Aim of the exercise. Restrict the output to the lines below starting at the one that contains "let found = match arg(args, 0)" and ending at the one that contains "for item in", and restate them word for word, both ends included.

Study material.
==================================================

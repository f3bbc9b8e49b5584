//! Object and array natives.

use std::cmp::Ordering;

use super::{arg, str_arg};
use crate::errors::EvalResult;
use crate::value::Value;

pub(super) fn keys(args: &[Value]) -> EvalResult {
    Ok(Value::Array(match arg(args, 0) {
        Value::Object(obj) => obj.borrow().keys().map(Value::string).collect(),
        _ => Vec::new(),
    }))
}

pub(super) fn values(args: &[Value]) -> EvalResult {
    Ok(Value::Array(match arg(args, 0) {
        Value::Object(obj) => obj.borrow().values().cloned().collect(),
        _ => Vec::new(),
    }))
}

pub(super) fn has(args: &[Value]) -> EvalResult {
    let found = match (arg(args, 0), str_arg(args, 1)) {
        (Value::Object(obj), Some(key)) => obj.borrow().contains_key(key),
        _ => false,
    };
    Ok(Value::Bool(found))
}

/// Remove a key from the shared table; every alias observes it.
pub(super) fn delete(args: &[Value]) -> EvalResult {
    if let (Value::Object(obj), Some(key)) = (arg(args, 0), str_arg(args, 1)) {
        obj.borrow_mut().remove(key);
    }
    Ok(Value::Null)
}

/// Sorted copy. Numbers first, then Strings, then everything else in its
/// original order.
pub(super) fn sort(args: &[Value]) -> EvalResult {
    let Value::Array(items) = arg(args, 0) else {
        return Ok(Value::Array(Vec::new()));
    };
    let mut sorted = items.clone();
    sorted.sort_by(sort_order);
    Ok(Value::Array(sorted))
}

fn sort_order(a: &Value, b: &Value) -> Ordering {
    fn rank(v: &Value) -> u8 {
        match v {
            Value::Number(_) => 0,
            Value::String(_) => 1,
            _ => 2,
        }
    }
    match (a, b) {
        (Value::Number(x), Value::Number(y)) => x.total_cmp(y),
        (Value::String(x), Value::String(y)) => x.as_bytes().cmp(y.as_bytes()),
        _ => rank(a).cmp(&rank(b)),
    }
}

pub(super) fn reverse(args: &[Value]) -> EvalResult {
    Ok(Value::Array(match arg(args, 0) {
        Value::Array(items) => items.iter().rev().cloned().collect(),
        _ => Vec::new(),
    }))
}

/// Byte offset of a substring, or position of an equal array element; -1
/// when absent.
pub(super) fn index_of(args: &[Value]) -> EvalResult {
    let position = match (arg(args, 0), arg(args, 1)) {
        (Value::String(s), Value::String(needle)) => s
            .find(needle.as_str())
            .map(|byte| s[..byte].chars().count()),
        (Value::Array(items), needle) => items.iter().position(|item| item.equals(needle)),
        _ => None,
    };
    Ok(Value::Number(position.map_or(-1.0, |i| i as f64)))
}

pub(super) fn includes(args: &[Value]) -> EvalResult {
    let found = match arg(args, 0) {
        Value::Array(items) => items.iter().any(|item| item.equals(arg(args, 1))),
        _ => false,
    };
    Ok(Value::Bool(found))
}

/// Flatten one level.
pub(super) fn flat(args: &[Value]) -> EvalResult {
    let Value::Array(items) = arg(args, 0) else {
        return Ok(Value::Array(Vec::new()));
    };
    let mut out = Vec::with_capacity(items.len());
    for item in items {
        match item {
            Value::Array(inner) => out.extend(inner.iter().cloned()),
            other => out.push(other.clone()),
        }
    }
    Ok(Value::Array(out))
}

pub(super) fn concat(args: &[Value]) -> EvalResult {
    Ok(Value::Array(match (arg(args, 0), arg(args, 1)) {
        (Value::Array(a), Value::Array(b)) => a.iter().chain(b).cloned().collect(),
        (Value::Array(a), _) => a.clone(),
        _ => Vec::new(),
    }))
}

==================================================

Exercise result.
    let found = match arg(args, 0) {
        Value::Array(items) => items.iter().any(|item| item.equals(arg(args, 1))),
        _ => false,
    };
    Ok(Value::Bool(found))
}

/// Flatten one level.
pub(super) fn flat(args: &[Value]) -> EvalResult {
    let Value::Array(items) = arg(args, 0) else {
        return Ok(Value::Array(Vec::new()));
    };
    let mut out = Vec::with_capacity(items.len());
    for item in items {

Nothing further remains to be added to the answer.